Florida candidate Bettina Rodriguez Aguilera details her alien abduction, Miami Herald stands by endorsement
The first of two burning questions for Florida voters is if the Miami Herald will rescind there endorsement of Bettina Rodriguez Aguilera for Florida’s 27th Congressional District in Congress as details emerge of her alleged alien abduction.
Floridians will also have to decide if they are going to send the Aguilera to Tallahassee and become the first alien abductee to hold office.
“It has nothing to do with what I have done. It happened when I was 7 years old,” she said of the paper’s endorsement. “I am so proud of the Herald and what they did.”
Aguilera has now elaborated on the story, explaining that at age 7 she entered a spaceship manned by a trio of blond alien giants (two female, one male), and “there were some round seats that were there, and some quartz rocks that controlled the ship — not like airplanes.”
These creatures “resembled the Christ the Redeemer statue in Rio de Janeiro.”
She said that they told her that Africa is the center of the world’s energy, that thousands of non-human skulls were once discovered in a cave on the Mediterranean island of Malta and that Florida’s Coral Castle is actually an Egyptian pyramid.
She also claimed to have communicated with the extraterrestrials several times since her initial abduction via telepathically.
Even if it’s hard to believe there’s a starman waiting in the sky, Rodriguez Aguilera won’t back down.
“I stick to my guns when I believe in something,” she said.
“The theme of my campaign is people above politics. I train people around the world about democracy,” she said. “I have the most experience. I can go in there and start working just as I have all my life.”
Here’s the Herald’s stance:
We realize that Rodriguez Aguilera is an unusual candidate.
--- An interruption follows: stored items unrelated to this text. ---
//! Expression AST nodes.

use std::fmt;

use crate::ast::stmt::BlockStatement;
use crate::span::Span;

/// An expression in the AST.
#[derive(Debug, Clone, PartialEq)]
pub struct Expr {
    pub kind: ExprKind,
    pub span: Span,
}

impl Expr {
    pub fn new(kind: ExprKind, span: Span) -> Self {
        Self { kind, span }
    }
}

/// All expression variants.
#[derive(Debug, Clone, PartialEq)]
pub enum ExprKind {
    /// Integer literal: 42
    IntegerLiteral(i64),
    /// String literal: "hello"
    StringLiteral(String),
    /// Boolean literal: true, false
    BooleanLiteral(bool),
    /// Null literal
    NullLiteral,

    /// Variable reference: foo
    Identifier(String),

    /// Prefix operation: -x, !x
    Prefix { operator: PrefixOp, right: Box<Expr> },

    /// Infix operation: a + b
    Infix {
        left: Box<Expr>,
        operator: InfixOp,
        right: Box<Expr>,
    },

    /// Conditional expression: if (cond) { ... } else { ... }
    If {
        condition: Box<Expr>,
        consequence: BlockStatement,
        alternative: Option<BlockStatement>,
    },

    /// Array literal: [1, 2, 3]
    Array(Vec<Expr>),

    /// Hash literal: { "key": "value", ... }
    Hash(Vec<(Expr, Expr)>),

    /// Index expression: coll[index]
    Index { left: Box<Expr>, index: Box<Expr> },
}

/// Prefix operators.
#[derive(Debug, Clone, Copy, PartialEq, Eq)]
pub enum PrefixOp {
    Negate,
    Not,
}

impl fmt::Display for PrefixOp {
    fn fmt(&self, f: &mut fmt::Formatter<'_>) -> fmt::Result {
        match self {
            PrefixOp::Negate => write!(f, "-"),
            PrefixOp::Not => write!(f, "!"),
        }
    }
}

/// Infix operators.
#[derive(Debug, Clone, Copy, PartialEq, Eq)]
pub enum InfixOp {
    Add,
    Subtract,
    Multiply,
    Divide,
    Less,
    LessEqual,
    Greater,
    GreaterEqual,
    Equal,
    NotEqual,
}

impl fmt::Display for InfixOp {
    fn fmt(&self, f: &mut fmt::Formatter<'_>) -> fmt::Result {
        match self {
            InfixOp::Add => write!(f, "+"),
            InfixOp::Subtract => write!(f, "-"),
            InfixOp::Multiply => write!(f, "*"),
            InfixOp::Divide => write!(f, "/"),
            InfixOp::Less => write!(f, "<"),
            InfixOp::LessEqual => write!(f, "<="),
            InfixOp::Greater => write!(f, ">"),
            InfixOp::GreaterEqual => write!(f, ">="),
            InfixOp::Equal => write!(f, "=="),
            InfixOp::NotEqual => write!(f, "!="),
        }
    }
}

impl fmt::Display for Expr {
    /// Format an expression back into Monkey surface syntax. Prefix and
    /// infix expressions are parenthesized, which makes the printed form
    /// unambiguous; the compiler relies on this for deterministic hash
    /// literal emission.
    fn fmt(&self, f: &mut fmt::Formatter<'_>) -> fmt::Result {
        match &self.kind {
            ExprKind::IntegerLiteral(n) => write!(f, "{}", n),
            ExprKind::StringLiteral(s) => write!(f, "{}", s),
            ExprKind::BooleanLiteral(b) => write!(f, "{}", b),
            ExprKind::NullLiteral => write!(f, "null"),
            ExprKind::Identifier(name) => write!(f, "{}", name),
            ExprKind::Prefix { operator, right } => write!(f, "({}{})", operator, right),
            ExprKind::Infix {
                left,
                operator,
                right,
            } => write!(f, "({} {} {})", left, operator, right),
            ExprKind::If {
                condition,
                consequence,
                alternative,
            } => {
                write!(f, "if {} {}", condition, consequence)?;
                if let Some(alternative) = alternative {
                    write!(f, " else {}", alternative)?;
                }
                Ok(())
            }
            ExprKind::Array(elements) => {
                write!(f, "[")?;
                for (i, element) in elements.iter().enumerate() {
                    if i > 0 {
                        write!(f, ", ")?;
                    }
                    write!(f, "{}", element)?;
                }
                write!(f, "]")
            }
            ExprKind::Hash(pairs) => {
                write!(f, "{{")?;
                for (i, (key, value)) in pairs.iter().enumerate() {
                    if i > 0 {
                        write!(f, ", ")?;
                    }
                    write!(f, "{}: {}", key, value)?;
                }
                write!(f, "}}")
            }
            ExprKind::Index { left, index } => write!(f, "({}[{}])", left, index),
        }
    }
}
Last year, she told the Miami Herald — and several Spanish-language media outlets — that she believes in extra-terrestrials. She says when she was 7, she was taken aboard a spaceship and, throughout her life, she has communicated telepathically with the beings, which remind her of the concrete Christ in Brazil. There you have it.
“This is a non-issue,” she told the Board. We agree. Her bona fides as a former elected official, and now a businesswoman who spends time in other countries training women to run for office, are solid.